The King shall remain King.  There has never been a successful coup in the heavenlies and there never will be.  We either come back to our rightful place as princes and princesses forever under the lordship of our forever King or we live as outcasts with none of the privilege.  It’s our choice.  Palaces are not prisons.  We can go as we please.  But neither are palaces public places with multiple entrances for anyone.  Palaces are places of splendor.  Would we want anything less?  Would we want to live in palaces desecrated?  No.  I wouldn’t.  I want beauty beyond description.  I want perfection.  I want . . .

God the Father, Jesus the Son, and Holy Spirit—as it was in the beginning.  I want nothing less than perfection to rule forever.

Perfection.

I want to live in the perfect palace.  I want to gaze on the beauty of my King and enjoy His presence as His daughter.  I want to walk about in royal robes given back, cleaned perfectly by His mercy and grace in Christ Jesus.  I want to come back and never leave again.  Because this is where I belong.  We were born to be royal.  We were meant to be royal.

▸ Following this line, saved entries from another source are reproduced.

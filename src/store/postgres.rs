//! PostgreSQL store backed by a `sqlx::PgPool`.

use super::{PaymentStore, SqlParam};
use crate::error::StoreError;
use crate::models::{Order, OrderStatus};
use async_trait::async_trait;
use chrono::NaiveDate;
use serde_json::Value;
use sqlx::postgres::{PgPoolOptions, PgRow};
use sqlx::{FromRow, PgPool, Postgres};
use std::time::Duration;
use tracing::{debug, info};

/// Gateway PAGCOMPLETO in `gateways`.
const PAGCOMPLETO_GATEWAY_ID: i64 = 1;
/// Cartão de crédito in `formas_pagamento`.
const CREDIT_CARD_METHOD_ID: i64 = 3;

/// Binds every `SqlParam` in order, as `$1`, `$2`, ...
/// Works for both `sqlx::query` and `sqlx::query_as` builders.
macro_rules! bind_params {
    ($query:expr, $params:expr) => {{
        let mut query = $query;
        for param in $params {
            query = match param {
                SqlParam::Int(v) => query.bind(*v),
                SqlParam::Text(v) => query.bind(v.clone()),
            };
        }
        query
    }};
}

const PENDING_ORDERS_SQL: &str = "
    SELECT
        p.id::int8                   AS id,
        p.valor_total::float8        AS total_amount,
        p.valor_frete::float8        AS freight_amount,
        p.data::timestamp            AS created_at,
        p.id_cliente::int8           AS customer_id,
        p.id_loja::int8              AS store_id,
        pp.id::int8                  AS payment_id,
        pp.id_formapagto::int8       AS payment_method_id,
        fg.descricao::text           AS payment_method,
        pp.qtd_parcelas::int4        AS installments,
        pp.num_cartao::text          AS card_number,
        pp.nome_portador::text       AS card_holder_name,
        pp.codigo_verificacao::text  AS card_cvv,
        pp.vencimento::text          AS card_expiry,
        c.nome::text                 AS customer_name,
        c.cpf_cnpj::text             AS customer_document,
        c.email::text                AS customer_email,
        c.tipo_pessoa::text          AS person_type,
        g.endpoint::text             AS endpoint
    FROM pedidos p
    INNER JOIN pedidos_pagamentos pp ON p.id = pp.id_pedido
    INNER JOIN clientes c ON p.id_cliente = c.id
    INNER JOIN formas_pagamento fg ON pp.id_formapagto = fg.id
    INNER JOIN lojas_gateway lg ON p.id_loja = lg.id_loja
    INNER JOIN gateways g ON lg.id_gateway = g.id
    WHERE p.id_situacao = $1
      AND g.id = $2
      AND pp.id_formapagto = $3
    ORDER BY p.id
";

const BIRTHDATE_SQL: &str = "SELECT data_nasc::date AS birthdate FROM clientes WHERE id = $1";

const UPDATE_ORDER_SQL: &str = "UPDATE pedidos SET id_situacao = $1 WHERE id = $2";

const UPDATE_PAYMENT_SQL: &str = "
    UPDATE pedidos_pagamentos
    SET retorno_intermediador = $1, data_processamento = NOW()
    WHERE id_pedido = $2
";

#[derive(Debug, FromRow)]
struct BirthdateRow {
    birthdate: Option<NaiveDate>,
}

#[derive(Clone, Debug)]
pub struct PgStore {
    pool: PgPool,
}

impl PgStore {
    pub fn new(pool: PgPool) -> Self {
        Self { pool }
    }

    pub async fn connect(database_url: &str, max_connections: u32) -> Result<Self, StoreError> {
        let pool = PgPoolOptions::new()
            .max_connections(max_connections)
            .acquire_timeout(Duration::from_secs(10))
            .connect(database_url)
            .await
            .map_err(|e| StoreError::Connection(e.to_string()))?;

        info!("Connected to PostgreSQL (max {} connections)", max_connections);
        Ok(Self::new(pool))
    }

    /// Runs a parameterized statement and decodes every returned row.
    pub async fn query<T>(&self, sql: &str, params: &[SqlParam]) -> Result<Vec<T>, StoreError>
    where
        T: for<'r> FromRow<'r, PgRow> + Send + Unpin,
    {
        let rows = bind_params!(sqlx::query_as::<_, T>(sql), params)
            .fetch_all(&self.pool)
            .await?;
        debug!("query returned {} rows", rows.len());
        Ok(rows)
    }
}

#[async_trait]
impl PaymentStore for PgStore {
    async fn fetch_pending_orders(&self) -> Result<Vec<Order>, StoreError> {
        self.query(
            PENDING_ORDERS_SQL,
            &[
                OrderStatus::AwaitingPayment.code().into(),
                PAGCOMPLETO_GATEWAY_ID.into(),
                CREDIT_CARD_METHOD_ID.into(),
            ],
        )
        .await
    }

    async fn fetch_customer_birthdate(&self, customer_id: i64) -> Result<Option<NaiveDate>, StoreError> {
        let rows: Vec<BirthdateRow> = self.query(BIRTHDATE_SQL, &[customer_id.into()]).await?;
        Ok(rows.into_iter().next().and_then(|row| row.birthdate))
    }

    async fn update_order_status(
        &self,
        order_id: i64,
        status: OrderStatus,
        gateway_response: &Value,
    ) -> Result<(), StoreError> {
        let mut tx = self.pool.begin().await?;

        let order_params: [SqlParam; 2] = [status.code().into(), order_id.into()];
        bind_params!(sqlx::query(UPDATE_ORDER_SQL), &order_params)
            .execute(&mut *tx)
            .await?;

        let payment_params: [SqlParam; 2] = [gateway_response.to_string().into(), order_id.into()];
        bind_params!(sqlx::query(UPDATE_PAYMENT_SQL), &payment_params)
            .execute(&mut *tx)
            .await?;

        tx.commit().await?;
        Ok(())
    }
}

st. petersburg winter palace

 

Come back to the palace, people!  Jesus stands at the door!  He paid the price of our admission at Calvary.  We can come back in and stay if only we will let Him cleanse us and clothe us in His righteousness—in His perfection—in His royalty.  He is now, He was, He will be forever . . .

Prince of Peace, King of Kings, Lord of Lords.

st. petersburg winter palace 2

We don’t need to wish.  We don’t need to fantasize.  We don’t need to worship earthly princes and princesses and their babies.  We need to give our hearts what really satisfies—to remember, once again, the princes and princesses we already are, in Christ, and to come to Him and allow Him to make us fit for  palace life—the true life we all want.  We need to wake up from our fantasies and realize royalty CAN be our reality—in Christ alone.

And what if we lived royally, in submission to the King of Kings, as we were made to be?

What if?

Ah, that’s a subject for another day . . .

 

First photograph–Summer Palace outside St. Petersburg, Russia.  Following photographs–Winter Palace, St. Petersburg, Russia.